第三節 消化係統腫瘤(三)(3 / 3)

病例王某,女,58歲。患者於1979年6月自覺中上腹隱痛,進食後稍緩解,未醫而安。1980年3月舊病複發,並伴有暖氣吞酸,來本院就診,做CT等檢查,診斷為“胃小彎巨大潰瘍4.5cm×4.5cm”。同年11月30日收入病房,行胃次全切除術,標本病理切片提示為未分化腺癌,手術時發現肝右葉頂部2cm×2cm結節,診斷為胃癌肝轉移。

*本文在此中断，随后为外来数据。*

//! Redis-backed registry.
//!
//! Entities are stored as JSON values under namespaced keys; per-media and
//! per-plan membership sets back the `list_by_*` queries. Conditional status
//! updates run a small Lua script so the compare-and-swap is atomic on the
//! server.

use async_trait::async_trait;
use chrono::Utc;
use redis::AsyncCommands;
use serde::de::DeserializeOwned;
use serde::Serialize;
use tracing::debug;

use recut_models::{
    ClipCandidate, FrameIndex, Job, JobId, JobStatus, Media, MediaId, MediaStatus, Plan, PlanId,
    PlanStatus, Render, RenderId, RenderStatus, SceneCuts, SceneIndex, SilenceMap, Transcript,
};

use crate::error::{RegistryError, RegistryResult};
use crate::Registry;

/// Compare-and-swap on the JSON `status` field: replaces the stored value
/// only when the current status matches ARGV[1]. Returns 1 on success, 0 on
/// a lost race, -1 when the key is missing.
const CAS_STATUS_SCRIPT: &str = r#"
local cur = redis.call('GET', KEYS[1])
if not cur then return -1 end
local obj = cjson.decode(cur)
if obj['status'] ~= ARGV[1] then return 0 end
redis.call('SET', KEYS[1], ARGV[2])
return 1
"#;

/// Registry backed by Redis. All writes are awaited before returning.
#[derive(Clone)]
pub struct RedisRegistry {
    client: redis::Client,
    cas_script: redis::Script,
}

impl RedisRegistry {
    /// Connect to the registry backend.
    pub fn new(redis_url: &str) -> RegistryResult<Self> {
        let client = redis::Client::open(redis_url)?;
        Ok(Self {
            client,
            cas_script: redis::Script::new(CAS_STATUS_SCRIPT),
        })
    }

    /// Create from the `RECUT_REDIS_URL` environment variable.
    pub fn from_env() -> RegistryResult<Self> {
        let url = std::env::var("RECUT_REDIS_URL")
            .unwrap_or_else(|_| "redis://localhost:6379".to_string());
        Self::new(&url)
    }

    async fn conn(&self) -> RegistryResult<redis::aio::MultiplexedConnection> {
        Ok(self.client.get_multiplexed_async_connection().await?)
    }

    fn media_key(id: &str) -> String {
        format!("recut:media:{}", id)
    }

    fn job_key(id: &str) -> String {
        format!("recut:job:{}", id)
    }

    fn media_jobs_key(id: &str) -> String {
        format!("recut:media:{}:jobs", id)
    }

    fn artefact_key(media: &str, kind: &str) -> String {
        format!("recut:media:{}:{}", media, kind)
    }

    fn plan_key(id: &str) -> String {
        format!("recut:plan:{}", id)
    }

    fn media_plans_key(id: &str) -> String {
        format!("recut:media:{}:plans", id)
    }

    fn render_key(id: &str) -> String {
        format!("recut:render:{}", id)
    }

    fn plan_renders_key(id: &str) -> String {
        format!("recut:plan:{}:renders", id)
    }

    async fn create_value<T: Serialize>(
        &self,
        entity: &'static str,
        key: &str,
        id: &str,
        value: &T,
    ) -> RegistryResult<()> {
        let mut conn = self.conn().await?;
        let payload = serde_json::to_string(value)?;
        let created: bool = redis::cmd("SET")
            .arg(key)
            .arg(&payload)
            .arg("NX")
            .query_async(&mut conn)
            .await
            .map(|v: Option<String>| v.is_some())?;
        if !created {
            return Err(RegistryError::already_exists(entity, id));
        }
        debug!(entity, id, "Created registry record");
        Ok(())
    }

    async fn get_value<T: DeserializeOwned>(&self, key: &str) -> RegistryResult<Option<T>> {
        let mut conn = self.conn().await?;
        let raw: Option<String> = conn.get(key).await?;
        match raw {
            Some(json) => Ok(Some(serde_json::from_str(&json)?)),
            None => Ok(None),
        }
    }

    async fn put_value<T: Serialize>(&self, key: &str, value: &T) -> RegistryResult<()> {
        let mut conn = self.conn().await?;
        let payload = serde_json::to_string(value)?;
        conn.set::<_, _, ()>(key, payload).await?;
        Ok(())
    }

    async fn cas_status<T: Serialize>(
        &self,
        entity: &'static str,
        key: &str,
        id: &str,
        expected: &str,
        value: &T,
    ) -> RegistryResult<bool> {
        let mut conn = self.conn().await?;
        let payload = serde_json::to_string(value)?;
        let outcome: i32 = self
            .cas_script
            .key(key)
            .arg(expected)
            .arg(&payload)
            .invoke_async(&mut conn)
            .await?;
        match outcome {
            1 => Ok(true),
            0 => {
                debug!(entity, id, expected, "Conditional update lost the race");
                Ok(false)
            }
            _ => Err(RegistryError::not_found(entity, id)),
        }
    }

    async fn list_members<T: DeserializeOwned>(
        &self,
        set_key: &str,
        item_key: impl Fn(&str) -> String,
    ) -> RegistryResult<Vec<T>> {
        let mut conn = self.conn().await?;
        let ids: Vec<String> = conn.smembers(set_key).await?;
        let mut items = Vec::with_capacity(ids.len());
        for id in ids {
            let raw: Option<String> = conn.get(item_key(&id)).await?;
            if let Some(json) = raw {
                items.push(serde_json::from_str(&json)?);
            }
        }
        Ok(items)
    }
}

#[async_trait]
impl Registry for RedisRegistry {
    async fn create_media(&self, media: &Media) -> RegistryResult<()> {
        let id = media.media_id.as_str();
        self.create_value("media", &Self::media_key(id), id, media)
            .await
    }

    async fn get_media(&self, id: &MediaId) -> RegistryResult<Option<Media>> {
        self.get_value(&Self::media_key(id.as_str())).await
    }

    async fn update_media_if_status(
        &self,
        expected: MediaStatus,
        media: &Media,
    ) -> RegistryResult<bool> {
        let id = media.media_id.as_str();
        self.cas_status("media", &Self::media_key(id), id, expected.as_str(), media)
            .await
    }

    async fn soft_delete_media(&self, id: &MediaId) -> RegistryResult<bool> {
        // CAS loop: re-read and retry while racing writers move the status.
        loop {
            let current = self
                .get_media(id)
                .await?
                .ok_or_else(|| RegistryError::not_found("media", id.as_str()))?;
            if current.status == MediaStatus::Deleted {
                return Ok(false);
            }
            let expected = current.status;
            let mut deleted = current;
            deleted.status = MediaStatus::Deleted;
            deleted.updated_at = Utc::now();
            if self.update_media_if_status(expected, &deleted).await? {
                return Ok(true);
            }
        }
    }

    async fn create_job(&self, job: &Job) -> RegistryResult<()> {
        let id = job.job_id.as_str();
        self.create_value("job", &Self::job_key(id), id, job).await?;
        let mut conn = self.conn().await?;
        conn.sadd::<_, _, ()>(Self::media_jobs_key(job.media_id.as_str()), id)
            .await?;
        Ok(())
    }

    async fn get_job(&self, id: &JobId) -> RegistryResult<Option<Job>> {
        self.get_value(&Self::job_key(id.as_str())).await
    }

    async fn update_job_if_status(&self, expected: JobStatus, job: &Job) -> RegistryResult<bool> {
        let id = job.job_id.as_str();
        self.cas_status("job", &Self::job_key(id), id, expected.as_str(), job)
            .await
    }

    async fn list_jobs_by_media(&self, media: &MediaId) -> RegistryResult<Vec<Job>> {
        let mut jobs: Vec<Job> = self
            .list_members(&Self::media_jobs_key(media.as_str()), Self::job_key)
            .await?;
        jobs.sort_by_key(|j: &Job| j.enqueued_at);
        Ok(jobs)
    }

    async fn put_transcript(&self, transcript: &Transcript) -> RegistryResult<()> {
        self.put_value(
            &Self::artefact_key(transcript.media_id.as_str(), "transcript"),
            transcript,
        )
        .await
    }

    async fn get_transcript(&self, media: &MediaId) -> RegistryResult<Option<Transcript>> {
        self.get_value(&Self::artefact_key(media.as_str(), "transcript"))
            .await
    }

    async fn put_silence_map(&self, map: &SilenceMap) -> RegistryResult<()> {
        self.put_value(&Self::artefact_key(map.media_id.as_str(), "silence"), map)
            .await
    }

    async fn get_silence_map(&self, media: &MediaId) -> RegistryResult<Option<SilenceMap>> {
        self.get_value(&Self::artefact_key(media.as_str(), "silence"))
            .await
    }

    async fn put_scene_cuts(&self, cuts: &SceneCuts) -> RegistryResult<()> {
        self.put_value(&Self::artefact_key(cuts.media_id.as_str(), "cuts"), cuts)
            .await
    }

    async fn get_scene_cuts(&self, media: &MediaId) -> RegistryResult<Option<SceneCuts>> {
        self.get_value(&Self::artefact_key(media.as_str(), "cuts"))
            .await
    }

    async fn put_frame_index(&self, frames: &FrameIndex) -> RegistryResult<()> {
        self.put_value(
            &Self::artefact_key(frames.media_id.as_str(), "frames"),
            frames,
        )
        .await
    }

    async fn get_frame_index(&self, media: &MediaId) -> RegistryResult<Option<FrameIndex>> {
        self.get_value(&Self::artefact_key(media.as_str(), "frames"))
            .await
    }

    async fn put_scene_index(&self, scenes: &SceneIndex) -> RegistryResult<()> {
        self.put_value(
            &Self::artefact_key(scenes.media_id.as_str(), "scenes"),
            scenes,
        )
        .await
    }

    async fn get_scene_index(&self, media: &MediaId) -> RegistryResult<Option<SceneIndex>> {
        self.get_value(&Self::artefact_key(media.as_str(), "scenes"))
            .await
    }

    async fn put_candidates(
        &self,
        media: &MediaId,
        candidates: &[ClipCandidate],
    ) -> RegistryResult<()> {
        self.put_value(
            &Self::artefact_key(media.as_str(), "candidates"),
            &candidates.to_vec(),
        )
        .await
    }

    async fn get_candidates(&self, media: &MediaId) -> RegistryResult<Option<Vec<ClipCandidate>>> {
        self.get_value(&Self::artefact_key(media.as_str(), "candidates"))
            .await
    }

    async fn create_plan(&self, plan: &Plan) -> RegistryResult<()> {
        let id = plan.plan_id.as_str();
        self.create_value("plan", &Self::plan_key(id), id, plan)
            .await?;
        let mut conn = self.conn().await?;
        conn.sadd::<_, _, ()>(Self::media_plans_key(plan.media_id.as_str()), id)
            .await?;
        Ok(())
    }

    async fn get_plan(&self, id: &PlanId) -> RegistryResult<Option<Plan>> {
        self.get_value(&Self::plan_key(id.as_str())).await
    }

    async fn update_plan_if_status(
        &self,
        expected: PlanStatus,
        plan: &Plan,
    ) -> RegistryResult<bool> {
        let id = plan.plan_id.as_str();
        self.cas_status("plan", &Self::plan_key(id), id, expected.as_str(), plan)
            .await
    }

    async fn list_plans_by_media(&self, media: &MediaId) -> RegistryResult<Vec<Plan>> {
        let mut plans: Vec<Plan> = self
            .list_members(&Self::media_plans_key(media.as_str()), Self::plan_key)
            .await?;
        plans.sort_by_key(|p: &Plan| p.created_at);
        Ok(plans)
    }

    async fn create_render(&self, render: &Render) -> RegistryResult<()> {
        let id = render.render_id.as_str();
        self.create_value("render", &Self::render_key(id), id, render)
            .await?;
        let mut conn = self.conn().await?;
        conn.sadd::<_, _, ()>(Self::plan_renders_key(render.plan_id.as_str()), id)
            .await?;
        Ok(())
    }

    async fn get_render(&self, id: &RenderId) -> RegistryResult<Option<Render>> {
        self.get_value(&Self::render_key(id.as_str())).await
    }

    async fn update_render_if_status(
        &self,
        expected: RenderStatus,
        render: &Render,
    ) -> RegistryResult<bool> {
        let id = render.render_id.as_str();
        self.cas_status(
            "render",
            &Self::render_key(id),
            id,
            expected.as_str(),
            render,
        )
        .await
    }

    async fn list_renders_by_plan(&self, plan: &PlanId) -> RegistryResult<Vec<Render>> {
        let mut renders: Vec<Render> = self
            .list_members(&Self::plan_renders_key(plan.as_str()), Self::render_key)
            .await?;
        renders.sort_by_key(|r: &Render| r.created_at);
        Ok(renders)
    }
}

1981年4月30日出院,因用化療後胃納減少,白細胞下降而停藥,改用中藥治療。患者神疲納少,舌質紅,苔根花剝。大凡剖腹之後,正氣已虛,氣陰兩傷,瘀毒由胃累及於肝髒,前途未可樂觀。書雲:“壯人無積,虛人則有之”,治當大劑扶正以固本,化瘀解毒以抗癌。藥用黨參,生黃芪,白術,麥門冬,玉竹,八月劄,石斛,生鱉甲,生牡蠣,石見穿,白花蛇舌草,地骷髏,生甘草。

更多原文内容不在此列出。